(Beginning of RAW DATA)
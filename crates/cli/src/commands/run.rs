//! `run` command implementation.

use anyhow::{Context, Result};
use std::time::Duration;
use tracing::{info, warn};

use config_loader::{BatchFileConfig, ConfigLoader};

use crate::cli::RunArgs;
use crate::pipeline::{Pipeline, PipelineConfig};

/// Execute the `run` command
pub async fn run_workload(args: &RunArgs) -> Result<()> {
    let file = load_config(args)?;
    let mut batch = file.batch;

    // Apply CLI overrides
    if let Some(batch_size) = args.batch_size {
        info!(batch_size, "Overriding batch size from CLI");
        batch.batch_size = batch_size;
    }
    if let Some(batch_timeout_ms) = args.batch_timeout_ms {
        info!(batch_timeout_ms, "Overriding batch timeout from CLI");
        batch.batch_timeout_ms = batch_timeout_ms;
    }
    if let Some(thread_timeout_ms) = args.thread_timeout_ms {
        info!(thread_timeout_ms, "Overriding thread timeout from CLI");
        batch.thread_timeout_ms = thread_timeout_ms;
    }
    if let Some(max_in_flight) = args.max_in_flight {
        info!(max_in_flight, "Overriding max in-flight batches from CLI");
        batch.max_in_flight_batches = max_in_flight;
    }
    batch
        .ensure_valid()
        .context("Invalid configuration after applying CLI overrides")?;

    info!(
        batch_size = batch.batch_size,
        batch_timeout_ms = batch.batch_timeout_ms,
        thread_timeout_ms = batch.thread_timeout_ms,
        max_in_flight = batch.max_in_flight_batches,
        "Configuration loaded"
    );

    // Dry run - just validate and exit
    if args.dry_run {
        info!("Dry run mode - configuration is valid, exiting");
        print_config_summary(&batch);
        return Ok(());
    }

    let metrics_port = match args.metrics_port {
        0 => file.observability.metrics_port,
        port => Some(port),
    };

    let pipeline_config = PipelineConfig {
        batch,
        items: args.items,
        spacing: Duration::from_millis(args.spacing_ms),
        handler_latency: Duration::from_millis(args.handler_latency_ms),
        failure_rate: args.failure_rate,
        metrics_port,
    };

    let pipeline = Pipeline::new(pipeline_config);

    // Setup graceful shutdown handler
    let shutdown_signal = setup_shutdown_signal();

    info!("Starting workload...");

    tokio::select! {
        result = pipeline.run() => {
            let stats = result.context("Workload execution failed")?;
            info!(
                succeeded = stats.succeeded,
                timed_out = stats.timed_out,
                batches = stats.dispatch.batches_dispatched,
                duration_secs = stats.duration.as_secs_f64(),
                "Workload completed"
            );

            // Print detailed statistics
            stats.print_summary();
        }
        _ = shutdown_signal => {
            warn!("Received shutdown signal, stopping workload...");
        }
    }

    info!("Timed Batch finished");
    Ok(())
}

fn load_config(args: &RunArgs) -> Result<BatchFileConfig> {
    match &args.config {
        Some(path) => {
            info!(config = %path.display(), "Loading configuration");
            if !path.exists() {
                anyhow::bail!("Configuration file not found: {}", path.display());
            }
            ConfigLoader::load_from_path(path)
                .with_context(|| format!("Failed to load config from {}", path.display()))
        }
        None => {
            info!("No configuration file given, using defaults");
            Ok(BatchFileConfig::default())
        }
    }
}

/// Wait for Ctrl+C or SIGTERM
async fn setup_shutdown_signal() {
    let ctrl_c = async {
        if let Err(e) = tokio::signal::ctrl_c().await {
            warn!(error = %e, "Failed to listen for Ctrl+C");
            std::future::pending::<()>().await;
        }
    };

    #[cfg(unix)]
    let terminate = async {
        match tokio::signal::unix::signal(tokio::signal::unix::SignalKind::terminate()) {
            Ok(mut signal) => {
                signal.recv().await;
            }
            Err(e) => {
                warn!(error = %e, "Failed to install SIGTERM handler");
                std::future::pending::<()>().await;
            }
        }
    };

    #[cfg(not(unix))]
    let terminate = std::future::pending::<()>();

    tokio::select! {
        _ = ctrl_c => {},
        _ = terminate => {},
    }
}

/// Print configuration summary for dry-run mode
fn print_config_summary(batch: &contracts::TimedBatchConfig) {
    println!("\n=== Configuration Summary ===\n");
    println!("Batching:");
    println!("  Batch size: {}", batch.batch_size);
    println!("  Batch timeout: {}ms", batch.batch_timeout_ms);
    println!("  Thread timeout: {}ms", batch.thread_timeout_ms);
    println!("  Max in-flight batches: {}", batch.max_in_flight_batches);

    let recommended =
        contracts::TimedBatchConfig::recommended_thread_timeout(batch.batch_size, batch.batch_timeout_ms);
    if batch.thread_timeout_ms < recommended {
        println!(
            "\n  Note: a full batch of slow arrivals needs up to {recommended}ms; \
             items may time out before their batch is handled"
        );
    }

    println!();
}
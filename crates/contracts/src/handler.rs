//! BatchHandler trait - Dispatcher output interface
//!
//! Defines the abstract interface for the downstream batch effect.

use std::future::Future;

use crate::HandlerError;

/// Batch processing trait
///
/// Receives the items of one batch in enqueue order. Returning `Ok` means every
/// item is considered durably handled; returning `Err` means none is.
#[trait_variant::make(BatchHandler: Send)]
pub trait LocalBatchHandler<T> {
    /// Process one batch
    ///
    /// # Errors
    /// Returns handler error (should include context)
    async fn handle(&self, items: Vec<T>) -> Result<(), HandlerError>;
}

/// Handler backed by an async closure, see [`handler_fn`]
#[derive(Clone)]
pub struct FnHandler<F> {
    f: F,
}

/// Wrap an async closure as a [`BatchHandler`]
///
/// ```ignore
/// let handler = contracts::handler_fn(|customers: Vec<Customer>| async move {
///     store.save_all(customers).await.map_err(|e| HandlerError::with_source("save", e))
/// });
/// ```
pub fn handler_fn<T, F, Fut>(f: F) -> FnHandler<F>
where
    F: Fn(Vec<T>) -> Fut,
    Fut: Future<Output = Result<(), HandlerError>>,
{
    FnHandler { f }
}

impl<T, F, Fut> BatchHandler<T> for FnHandler<F>
where
    T: Send,
    F: Fn(Vec<T>) -> Fut + Send + Sync,
    Fut: Future<Output = Result<(), HandlerError>> + Send,
{
    async fn handle(&self, items: Vec<T>) -> Result<(), HandlerError> {
        (self.f)(items).await
    }
}
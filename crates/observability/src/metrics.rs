//! 批处理指标收集模块
//!
//! 基于 BatchMeta 收集和统计批次刷新、处理与调用方超时的运行指标。

use contracts::BatchMeta;
use metrics::{counter, gauge, histogram};

/// 记录入队
pub fn record_item_enqueued() {
    counter!("timed_batch_items_enqueued_total").increment(1);
}

/// 记录待处理集合深度
pub fn record_pending_depth(depth: usize) {
    gauge!("timed_batch_pending_items").set(depth as f64);
}

/// 记录批次刷新
///
/// 每次 collector 产生 Batch 时调用。
///
/// # Example
///
/// ```ignore
/// use observability::metrics::record_batch_flushed;
///
/// let batch = Batch::new(next_id, FlushReason::Size, pending);
/// record_batch_flushed(&batch.meta());
/// ```
pub fn record_batch_flushed(meta: &BatchMeta) {
    counter!(
        "timed_batch_batches_flushed_total",
        "reason" => meta.reason.as_str()
    )
    .increment(1);

    histogram!("timed_batch_batch_size").record(meta.size as f64);

    // 批次 ID (用于检测重复/跳号)
    gauge!("timed_batch_last_batch_id").set(meta.batch_id as f64);
}

/// 记录批次处理结果与耗时
pub fn record_batch_handled(meta: &BatchMeta, success: bool, latency_ms: f64) {
    let status = if success { "success" } else { "failure" };
    counter!(
        "timed_batch_batches_handled_total",
        "status" => status,
        "reason" => meta.reason.as_str()
    )
    .increment(1);

    histogram!("timed_batch_handler_latency_ms", "status" => status).record(latency_ms);

    if !success {
        counter!("timed_batch_items_unreleased_total").increment(meta.size as u64);
    }
}

/// 记录释放的句柄数 (late = 释放时已超时)
pub fn record_items_released(released: usize, late: usize) {
    counter!("timed_batch_items_released_total").increment(released as u64);
    if late > 0 {
        counter!("timed_batch_items_released_late_total").increment(late as u64);
    }
}

/// 记录调用方观察到的结果
pub fn record_item_outcome(success: bool, waited_ms: f64) {
    let status = if success { "success" } else { "timeout" };
    counter!("timed_batch_item_outcomes_total", "status" => status).increment(1);
    histogram!("timed_batch_item_wait_ms", "status" => status).record(waited_ms);
}

/// 批处理指标聚合器
///
/// 在内存中聚合处理器侧观察到的批次，便于统计和输出摘要。
/// 满批 (= batch_size) 与未满批分开计数。
#[derive(Debug, Clone, Default)]
pub struct BatchMetricsAggregator {
    /// 配置的批大小
    pub batch_size: usize,

    /// 总批次数
    pub total_batches: u64,

    /// 处理失败批次数
    pub failed_batches: u64,

    /// 总条目数
    pub total_items: u64,

    /// 满批 / 未满批计数
    pub full_batches: u64,
    pub partial_batches: u64,

    /// 批大小统计
    pub size_stats: RunningStats,

    /// 处理耗时统计 (毫秒)
    pub latency_stats: RunningStats,
}

impl BatchMetricsAggregator {
    /// 创建新的聚合器
    pub fn new(batch_size: usize) -> Self {
        Self {
            batch_size,
            ..Self::default()
        }
    }

    /// 更新聚合统计
    pub fn update(&mut self, size: usize, success: bool, latency_ms: f64) {
        self.total_batches += 1;
        self.total_items += size as u64;
        if !success {
            self.failed_batches += 1;
        }

        if size >= self.batch_size {
            self.full_batches += 1;
        } else {
            self.partial_batches += 1;
        }

        self.size_stats.push(size as f64);
        self.latency_stats.push(latency_ms);
    }

    /// 生成摘要报告
    pub fn summary(&self) -> MetricsSummary {
        MetricsSummary {
            total_batches: self.total_batches,
            failed_batches: self.failed_batches,
            total_items: self.total_items,
            full_batches: self.full_batches,
            partial_batches: self.partial_batches,
            failure_rate: if self.total_batches > 0 {
                self.failed_batches as f64 / self.total_batches as f64 * 100.0
            } else {
                0.0
            },
            batch_size: StatsSummary::from(&self.size_stats),
            latency_ms: StatsSummary::from(&self.latency_stats),
        }
    }

    /// 重置统计
    pub fn reset(&mut self) {
        *self = Self::new(self.batch_size);
    }
}

/// 指标摘要
#[derive(Debug, Clone, Default)]
pub struct MetricsSummary {
    pub total_batches: u64,
    pub failed_batches: u64,
    pub total_items: u64,
    pub full_batches: u64,
    pub partial_batches: u64,
    pub failure_rate: f64,
    pub batch_size: StatsSummary,
    pub latency_ms: StatsSummary,
}

impl std::fmt::Display for MetricsSummary {
    fn fmt(&self, f: &mut std::fmt::Formatter<'_>) -> std::fmt::Result {
        writeln!(f, "=== Batch Metrics Summary ===")?;
        writeln!(f, "Total batches: {}", self.total_batches)?;
        writeln!(f, "Total items: {}", self.total_items)?;
        writeln!(
            f,
            "Failed batches: {} ({:.2}%)",
            self.failed_batches, self.failure_rate
        )?;
        writeln!(
            f,
            "Full batches: {}, partial batches: {}",
            self.full_batches, self.partial_batches
        )?;
        writeln!(f, "Batch size: {}", self.batch_size)?;
        writeln!(f, "Handler latency (ms): {}", self.latency_ms)?;
        Ok(())
    }
}

/// 统计摘要
#[derive(Debug, Clone, Default)]
pub struct StatsSummary {
    pub count: u64,
    pub min: f64,
    pub max: f64,
    pub mean: f64,
    pub std_dev: f64,
}

impl From<&RunningStats> for StatsSummary {
    fn from(stats: &RunningStats) -> Self {
        Self {
            count: stats.count,
            min: stats.min,
            max: stats.max,
            mean: stats.mean(),
            std_dev: stats.std_dev(),
        }
    }
}

impl std::fmt::Display for StatsSummary {
    fn fmt(&self, f: &mut std::fmt::Formatter<'_>) -> std::fmt::Result {
        if self.count == 0 {
            write!(f, "N/A")
        } else {
            write!(
                f,
                "min={:.3}, max={:.3}, mean={:.3}, std={:.3} (n={})",
                self.min, self.max, self.mean, self.std_dev, self.count
            )
        }
    }
}

/// 在线统计计算器 (Welford's algorithm)
#[derive(Debug, Clone, Default)]
pub struct RunningStats {
    count: u64,
    mean: f64,
    m2: f64,
    min: f64,
    max: f64,
}

impl RunningStats {
    /// 添加新值
    pub fn push(&mut self, value: f64) {
        self.count += 1;

        if self.count == 1 {
            self.min = value;
            self.max = value;
            self.mean = value;
            self.m2 = 0.0;
        } else {
            self.min = self.min.min(value);
            self.max = self.max.max(value);

            let delta = value - self.mean;
            self.mean += delta / self.count as f64;
            let delta2 = value - self.mean;
            self.m2 += delta * delta2;
        }
    }

    /// 样本数量
    pub fn count(&self) -> u64 {
        self.count
    }

    /// 均值
    pub fn mean(&self) -> f64 {
        if self.count == 0 {
            0.0
        } else {
            self.mean
        }
    }

    /// 方差
    pub fn variance(&self) -> f64 {
        if self.count < 2 {
            0.0
        } else {
            self.m2 / (self.count - 1) as f64
        }
    }

    /// 标准差
    pub fn std_dev(&self) -> f64 {
        self.variance().sqrt()
    }

    /// 最小值
    pub fn min(&self) -> f64 {
        self.min
    }

    /// 最大值
    pub fn max(&self) -> f64 {
        self.max
    }
}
(End of RAW DATA)
TASK STATEMENT: Your reply must contain exactly the lines from the first line of the data through the line holding "use crate::cli::RunArgs;", and nothing more.

SOLUTION FOR THIS PROBLEM:
filename crates/cli/src/commands/run.rs
//! `run` command implementation.

use anyhow::{Context, Result};
use std::time::Duration;
use tracing::{info, warn};

use config_loader::{BatchFileConfig, ConfigLoader};

use crate::cli::RunArgs;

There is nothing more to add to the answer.